[[ Material for the task, beginning ]]

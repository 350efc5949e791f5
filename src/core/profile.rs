//! Profile settings: hourly wage, currency, default wait and ntfy target.

use crate::{
    core::wait::{self, WaitPreset, WaitSpec},
    errors::{Error, Result},
};
use serde::{Deserialize, Serialize};

/// Currency symbol used when none is configured.
pub const DEFAULT_CURRENCY: &str = "€";

const INVALID_WAGE: &str = "Please enter a valid hourly wage (> 0).";
const PARTIAL_NOTIFY_TARGET: &str =
    "Please provide both ntfy endpoint and topic, or leave both empty.";
const INVALID_DEFAULT_WAIT: &str = "Please select a valid wait time.";

/// Settings stored per profile.
#[derive(Debug, Clone, PartialEq, Eq, Serialize, Deserialize)]
pub struct ProfileSettings {
    /// Hourly wage as entered; parsed on demand
    pub hourly_wage: String,
    /// Currency symbol shown next to prices
    pub currency: String,
    /// Wait applied when the add form leaves the preset blank
    pub default_wait: WaitSpec,
    /// ntfy server base URL, without trailing slash
    pub notify_endpoint: String,
    /// ntfy topic
    pub notify_topic: String,
}

impl Default for ProfileSettings {
    fn default() -> Self {
        Self {
            hourly_wage: String::new(),
            currency: DEFAULT_CURRENCY.to_string(),
            default_wait: WaitSpec::default(),
            notify_endpoint: String::new(),
            notify_topic: String::new(),
        }
    }
}

impl ProfileSettings {
    /// Parsed hourly wage. Blank, zero or unparseable wages yield `None`.
    #[must_use]
    pub fn hourly_wage_value(&self) -> Option<f64> {
        self.hourly_wage
            .trim()
            .parse::<f64>()
            .ok()
            .filter(|wage| wage.is_finite() && *wage > 0.0)
    }

    /// Endpoint and topic, when both are configured.
    #[must_use]
    pub fn notification_target(&self) -> Option<(&str, &str)> {
        let endpoint = self.notify_endpoint.trim();
        let topic = self.notify_topic.trim();
        if endpoint.is_empty() || topic.is_empty() {
            None
        } else {
            Some((endpoint, topic))
        }
    }
}

/// Read view of the active profile.
#[derive(Debug, Clone, PartialEq, Eq, Serialize)]
pub struct ProfileSnapshot {
    /// Profile name
    pub name: String,
    /// Current settings
    pub settings: ProfileSettings,
    /// Whether an hourly wage has been saved
    pub is_configured: bool,
}

/// Raw settings form input.
#[derive(Debug, Clone, Default, PartialEq, Eq, Serialize, Deserialize)]
pub struct ProfileForm {
    /// New profile name; blank keeps the current one
    pub name: String,
    /// Hourly wage
    pub hourly_wage: String,
    /// Currency symbol
    pub currency: String,
    /// Default wait preset
    pub default_wait_preset: String,
    /// Default custom hours
    pub default_wait_custom_hours: String,
    /// ntfy endpoint
    pub notify_endpoint: String,
    /// ntfy topic
    pub notify_topic: String,
}

/// A validated settings form.
#[derive(Debug, Clone, PartialEq, Eq)]
pub struct ProfileUpdate {
    /// Requested name, `None` when the form left it blank
    pub name: Option<String>,
    /// Settings to store
    pub settings: ProfileSettings,
}

impl ProfileForm {
    /// Validates the form into settings ready to be stored.
    pub fn validate(&self) -> Result<ProfileUpdate> {
        let hourly_wage = self.hourly_wage.trim().to_string();
        if !hourly_wage.is_empty() {
            let valid = hourly_wage
                .parse::<f64>()
                .is_ok_and(|wage| wage.is_finite() && wage >= 0.0);
            if !valid {
                return Err(Error::validation(INVALID_WAGE));
            }
        }

        let default_wait = validate_default_wait(
            &self.default_wait_preset,
            &self.default_wait_custom_hours,
        )?;

        let notify_endpoint = self.notify_endpoint.trim().trim_end_matches('/').to_string();
        let notify_topic = self.notify_topic.trim().to_string();
        if notify_endpoint.is_empty() != notify_topic.is_empty() {
            return Err(Error::validation(PARTIAL_NOTIFY_TARGET));
        }

        let name = Some(self.name.trim().to_string()).filter(|name| !name.is_empty());

        Ok(ProfileUpdate {
            name,
            settings: ProfileSettings {
                hourly_wage,
                currency: normalize_currency(&self.currency),
                default_wait,
                notify_endpoint,
                notify_topic,
            },
        })
    }
}

fn validate_default_wait(preset: &str, custom_hours: &str) -> Result<WaitSpec> {
    match WaitPreset::parse(preset)? {
        WaitPreset::Date => Err(Error::validation(INVALID_DEFAULT_WAIT)),
        WaitPreset::Custom => {
            wait::parse_custom_hours(custom_hours)?;
            Ok(WaitSpec::new(WaitPreset::Custom, custom_hours))
        }
        preset => Ok(WaitSpec::new(preset, "")),
    }
}

/// Trims a currency symbol, falling back to [`DEFAULT_CURRENCY`].
#[must_use]
pub fn normalize_currency(raw: &str) -> String {
    let trimmed = raw.trim();
    if trimmed.is_empty() {
        DEFAULT_CURRENCY.to_string()
    } else {
        trimmed.to_string()
    }
}

/// Hours of work a price represents, rounded to one decimal.
#[must_use]
pub fn work_hours(price: Option<f64>, hourly_wage: Option<f64>) -> Option<f64> {
    let (price, wage) = (price?, hourly_wage?);
    if wage <= 0.0 {
        return None;
    }
    Some((price / wage * 10.0).round() / 10.0)
}

/// Display form of [`work_hours`].
#[must_use]
pub fn format_work_hours(hours: f64) -> String {
    format!("{hours:.1}")
}
//! The waitlist core: owns the active profile's items and serialises every
//! read and write through one lock.
//!
//! Each operation runs the promotion sweep first, under the same lock, so no
//! caller ever sees a `Waiting` item whose time has passed. Reminders queued by
//! a sweep are handed to the [`Dispatcher`] only after the lock is released.

use crate::{
    core::{
        dashboard::{Dashboard, DashboardQuery},
        insights::Insights,
        item::{Item, ItemForm},
        profile::{ProfileForm, ProfileSettings, ProfileSnapshot, ProfileUpdate},
        status::{self, Decision, ItemStatus},
        wait::Timestamp,
    },
    errors::{Error, Result},
    notify::{Dispatcher, Notification},
    store::WaitlistStore,
};
use std::sync::Arc;
use tokio::sync::RwLock;
use tracing::{debug, error, info, instrument};

const MISSING_PROFILE_NAME: &str = "Please enter a profile name.";
const LAST_PROFILE: &str = "The last remaining profile cannot be deleted.";

/// In-memory state of the active profile.
#[derive(Debug)]
struct ActiveProfile {
    name: String,
    settings: ProfileSettings,
    items: Vec<Item>,
}

impl ActiveProfile {
    fn snapshot(&self) -> ProfileSnapshot {
        ProfileSnapshot {
            name: self.name.clone(),
            settings: self.settings.clone(),
            is_configured: !self.settings.hourly_wage.trim().is_empty(),
        }
    }

    fn needs_sweep(&self, now: Timestamp) -> bool {
        self.items
            .iter()
            .any(|item| status::should_promote(item.status, item.eligible_at, now))
    }

    fn position(&self, id: i64) -> Result<usize> {
        self.items
            .iter()
            .position(|item| item.id == id)
            .ok_or(Error::ItemNotFound { id })
    }
}

async fn open_profile(store: &dyn WaitlistStore, name: &str) -> Result<ActiveProfile> {
    let stored = store.load_all(name).await?;
    let settings = match stored.settings {
        Some(settings) => settings,
        None => {
            let settings = ProfileSettings::default();
            store.upsert_profile(name, &settings).await?;
            info!(profile = name, "created profile");
            settings
        }
    };

    Ok(ActiveProfile {
        name: name.to_string(),
        settings,
        items: stored.items,
    })
}

/// The application core shared by request handlers and the scheduler.
pub struct App {
    state: RwLock<ActiveProfile>,
    store: Arc<dyn WaitlistStore>,
    dispatcher: Dispatcher,
}

impl std::fmt::Debug for App {
    fn fmt(&self, f: &mut std::fmt::Formatter<'_>) -> std::fmt::Result {
        f.debug_struct("App")
            .field("dispatcher", &self.dispatcher)
            .finish_non_exhaustive()
    }
}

[[ Material for the task, end ]]

- **What you have to do**
Gather from the records above every line containing the string "Timestamp".

- **Task output**
        wait::Timestamp,
    fn needs_sweep(&self, now: Timestamp) -> bool {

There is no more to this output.